Today was the kind of day that lets me understand why people say that summer is their favorite season. Later this week when we start a heat wave I will go back to being mystified that people can enjoy the misery that is July, but today was a lovely day.
Today also featured a lot of large bugs zooming past me as I walked around the backyard. Some of them I was able to get a closer look at, and even photograph, but others buzzed by and disappeared. It's very frustrating as a person who is trying to see what's out there to be teased with a glimpse of something interesting in my peripheral vision, hearing more than seeing what went past. Some were cooperative, though, like Backyard Co-Bug of the Day #1:
This flew past me, zoomed around for a while, and then landed on the underside of a leaf of a tomato plant in the vegetable garden. Then it sat very patiently while I took pictures of it.
It's a pretty big beetle, about an inch long.
Backyard Co-Bug of the Day #2:
I think this is a Virginia ctenucha moth, on black-eyed Susan.
Other Bugs:
A couple of leaf hoppers on milkweed
Ants on zucchini blossom in the vegetable garden
The leaf damage on this leaf has about doubled since yesterday...
... but when I turned it over, I saw that the caterpillars had dispersed, and there were only a few still on the leaf.
Elsewhere in the backyard, on another milkweed plant, I found a leaf with the beginnings of the same kind of insect damage...
... and underneath were some tiny, newly hatched caterpillars. I believe that is their egg mass that they hatched from.
Flower fly
These are the eggs I watched being oviposited by a stinkbug yesterday:
And these are some other kind of insect eggs:
Leaf-footed bug nymph
Scarlet lily beetle? Funny that this would show up when I just mentioned it the other day. I haven't seen one in years.

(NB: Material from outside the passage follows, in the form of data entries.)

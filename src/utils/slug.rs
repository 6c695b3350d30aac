// src/utils/slug.rs

use sqlx::SqliteConnection;

/// Longest slug produced from a title, before any collision suffix.
const MAX_SLUG_LEN: usize = 80;

/// Turns a title into a URL slug: ASCII alphanumerics, lowercased, runs of
/// anything else collapsed to a single `-`. Falls back to `post`.
pub fn slugify(title: &str) -> String {
    let mut slug = String::with_capacity(title.len());
    let mut pending_dash = false;

    for c in title.chars() {
        if !c.is_ascii_alphanumeric() {
            pending_dash = true;
            continue;
        }
        let dash = pending_dash && !slug.is_empty();
        if slug.len() + usize::from(dash) + 1 > MAX_SLUG_LEN {
            break;
        }
        if dash {
            slug.push('-');
        }
        pending_dash = false;
        slug.push(c.to_ascii_lowercase());
    }

    if slug.is_empty() {
        "post".to_string()
    } else {
        slug
    }
}

/// Returns `base`, or `base-2`, `base-3`, ... whichever is not yet used by a
/// post other than `exclude_id`.
pub async fn unique_slug(
    conn: &mut SqliteConnection,
    base: &str,
    exclude_id: Option<i64>,
) -> Result<String, sqlx::Error> {
    let mut candidate = base.to_string();
    let mut n = 1;

    loop {
        let taken: i64 = sqlx::query_scalar(
            "SELECT COUNT(*) FROM posts WHERE slug = ? AND id != ?",
        )
        .bind(&candidate)
        .bind(exclude_id.unwrap_or(-1))
        .fetch_one(&mut *conn)
        .await?;

        if taken == 0 {
            return Ok(candidate);
        }
        n += 1;
        candidate = format!("{}-{}", base, n);
    }
}

#[cfg(test)]
mod tests {
    use super::*;

    #[test]
    fn titles_become_slugs() {
        assert_eq!(slugify("Hello, World!"), "hello-world");
        assert_eq!(slugify("  Rust 2024: async & you  "), "rust-2024-async-you");
        assert_eq!(slugify("already-a-slug"), "already-a-slug");
    }

    #[test]
    fn empty_or_symbol_titles_fall_back() {
        assert_eq!(slugify(""), "post");
        assert_eq!(slugify("?!?"), "post");
        assert_eq!(slugify("日本語"), "post");
    }

    #[test]
    fn long_titles_are_capped() {
        let slug = slugify(&"word ".repeat(50));
        assert!(slug.len() <= MAX_SLUG_LEN);
        assert!(!slug.ends_with('-'));
    }
}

I was taking a picture of a vine and noticed something tiny moving around on it:
Some kind of newly hatched insect nymph, I would guess.
Candy striped leaf hoppers
Robber fly
I saw a LOT of butterflies today, mostly small wood satyrs, all extremely uncooperative. One (either a comma or a question mark) landed right in front of my, paused for second as if it was going to let me get a picture, and then flew away before I could even point my camera at it. I must have seen at least 20 small wood satyrs...
... and this is the only one I got a picture of.
Looks like something ate a hole in this leaf and then became a pupa on it.